The Cult is very much to blame in this case, but not for conditioning her, but for conditioning HIM. Are Mormon females conditions from birth? Very much so, I don't agree with it, but it is not relative to this case. She is the VICTIM, not the perpetrator, so you can't blame the Cult for the conditioning to her in doing what a person who holds a knife to your throat tells you to do. You can't blame the Cult for her not crying out when she heard searchers calling her name. He threatened if she did, he would kill her family. For all she knew, he could have easily escaped if she cried out. He had proved he could get in their house, so she would have to believe if he got away, her family would be killed.
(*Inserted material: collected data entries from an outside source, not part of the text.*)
//! Statistical and range anomaly flags merged into `anomalous_reading`.
//!
//! Battery readings outside `battery_range` are counted but never flag a
//! row.

use std::collections::BTreeMap;

use serde::{Deserialize, Serialize};
use tracing::{debug, info, warn};

use crate::batch::EnrichedReading;
use crate::config::{EngineConfig, RangeRule};

#[derive(Debug, Clone, Default, PartialEq, Eq, Serialize, Deserialize)]
pub struct TypeAnomalies {
    pub rows: u64,
    pub statistical: u64,
    pub range: u64,
    pub both: u64,
    pub anomalous: u64,
}

#[derive(Debug, Clone, Default, PartialEq, Eq, Serialize, Deserialize)]
pub struct AnomalyStats {
    pub statistical_flags: u64,
    pub range_flags: u64,
    pub both_flags: u64,
    pub anomalous_rows: u64,
    pub battery_out_of_range: u64,
    pub per_type: BTreeMap<String, TypeAnomalies>,
}

impl AnomalyStats {
    fn record(&mut self, reading_type: &str, statistical: bool, range: bool) {
        let entry = self.per_type.entry(reading_type.to_string()).or_default();
        entry.rows += 1;
        if statistical {
            self.statistical_flags += 1;
            entry.statistical += 1;
        }
        if range {
            self.range_flags += 1;
            entry.range += 1;
        }
        if statistical && range {
            self.both_flags += 1;
            entry.both += 1;
        }
        if statistical || range {
            self.anomalous_rows += 1;
            entry.anomalous += 1;
        }
    }
}

/// Mean and sample standard deviation of one (sensor, reading_type) group.
#[derive(Debug, Clone, Copy, PartialEq)]
pub struct GroupStats {
    pub mean: f64,
    pub std_dev: f64,
}

impl GroupStats {
    /// `None` when the group cannot support a z-score: fewer than two
    /// distinct values, or a degenerate deviation.
    pub fn from_values(values: &[f64]) -> Option<Self> {
        let first = *values.first()?;
        if values.iter().all(|v| *v == first) {
            return None;
        }

        let n = values.len() as f64;
        let mean = values.iter().sum::<f64>() / n;
        let variance = values.iter().map(|v| (v - mean).powi(2)).sum::<f64>() / (n - 1.0);
        let std_dev = variance.sqrt();
        if !std_dev.is_finite() || std_dev <= 0.0 {
            return None;
        }
        Some(Self { mean, std_dev })
    }

    pub fn z_score(&self, value: f64) -> f64 {
        (value - self.mean).abs() / self.std_dev
    }
}

#[derive(Debug, Clone)]
pub struct AnomalyDetector {
    z_score_threshold: f64,
    ranges: BTreeMap<String, RangeRule>,
    battery_range: RangeRule,
}

impl AnomalyDetector {
    pub fn new(cfg: &EngineConfig) -> Self {
        Self {
            z_score_threshold: cfg.z_score_threshold,
            ranges: cfg.ranges.clone(),
            battery_range: cfg.battery_range,
        }
    }

    pub fn is_range_violation(&self, reading_type: &str, value: f64) -> bool {
        self.ranges
            .get(reading_type)
            .map(|rule| !rule.contains(value))
            .unwrap_or(false)
    }

    /// Sets `anomalous_reading` on every row. Row order is preserved;
    /// groups are located by key, not position.
    pub fn detect(&self, mut rows: Vec<EnrichedReading>) -> (Vec<EnrichedReading>, AnomalyStats) {
        let mut groups: BTreeMap<(String, String), Vec<usize>> = BTreeMap::new();
        for (idx, row) in rows.iter().enumerate() {
            groups
                .entry((row.sensor_id.clone(), row.reading_type.clone()))
                .or_default()
                .push(idx);
        }

        let mut statistical = vec![false; rows.len()];
        for ((sensor_id, reading_type), members) in &groups {
            let values: Vec<f64> = members.iter().map(|idx| rows[*idx].value).collect();
            let Some(group_stats) = GroupStats::from_values(&values) else {
                debug!(
                    component = "anomaly",
                    event = "anomaly.zscore_skipped",
                    sensor_id = %sensor_id,
                    reading_type = %reading_type,
                    rows = members.len()
                );
                continue;
            };
            for idx in members {
                statistical[*idx] = group_stats.z_score(rows[*idx].value) > self.z_score_threshold;
            }
        }

        let mut stats = AnomalyStats::default();
        for (idx, row) in rows.iter_mut().enumerate() {
            let range = self.is_range_violation(&row.reading_type, row.value);
            stats.record(&row.reading_type, statistical[idx], range);
            row.anomalous_reading = statistical[idx] || range;

            if !self.battery_range.contains(row.battery_level) {
                stats.battery_out_of_range += 1;
            }
        }

        if stats.battery_out_of_range > 0 {
            warn!(
                component = "anomaly",
                event = "anomaly.battery_out_of_range",
                rows = stats.battery_out_of_range,
                min = self.battery_range.min,
                max = self.battery_range.max
            );
        }

        info!(
            component = "anomaly",
            event = "anomaly.finish",
            rows = rows.len(),
            groups = groups.len(),
            statistical_flags = stats.statistical_flags,
            range_flags = stats.range_flags,
            both_flags = stats.both_flags,
            anomalous_rows = stats.anomalous_rows
        );

        (rows, stats)
    }
}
The blame the Cult has is for conditioning HIM. What do you think it does to a 12 year old boy with the priesthood to be told he has more power in his little finger than the Pope has in his whole body? Told that this power of the priesthood gives him the ability to discern what God's will for him and his family is?

Yes, I very much blame the CULT for this case: FOR HIM. They conditioned him from birth. If he is found to be mentally ill, then their beliefs and teachings only added to it and enhanced his illness. Did the Cult try to find him help, or offer assistance? No, they kicked him out, and distanced themselves from him. Not our problem. The Cult local leaders (Bishops) have no training in dealing with people, so the only solution for them is "kick em out" whereas a real church pastor would try to find help for a person with delusions of being a Prophet or of becoming a God. But of course, all the good Mormon men believe the latter, so the Cult wouldn't recognize a person with mental problems (so much for discernment or power of the priesthood).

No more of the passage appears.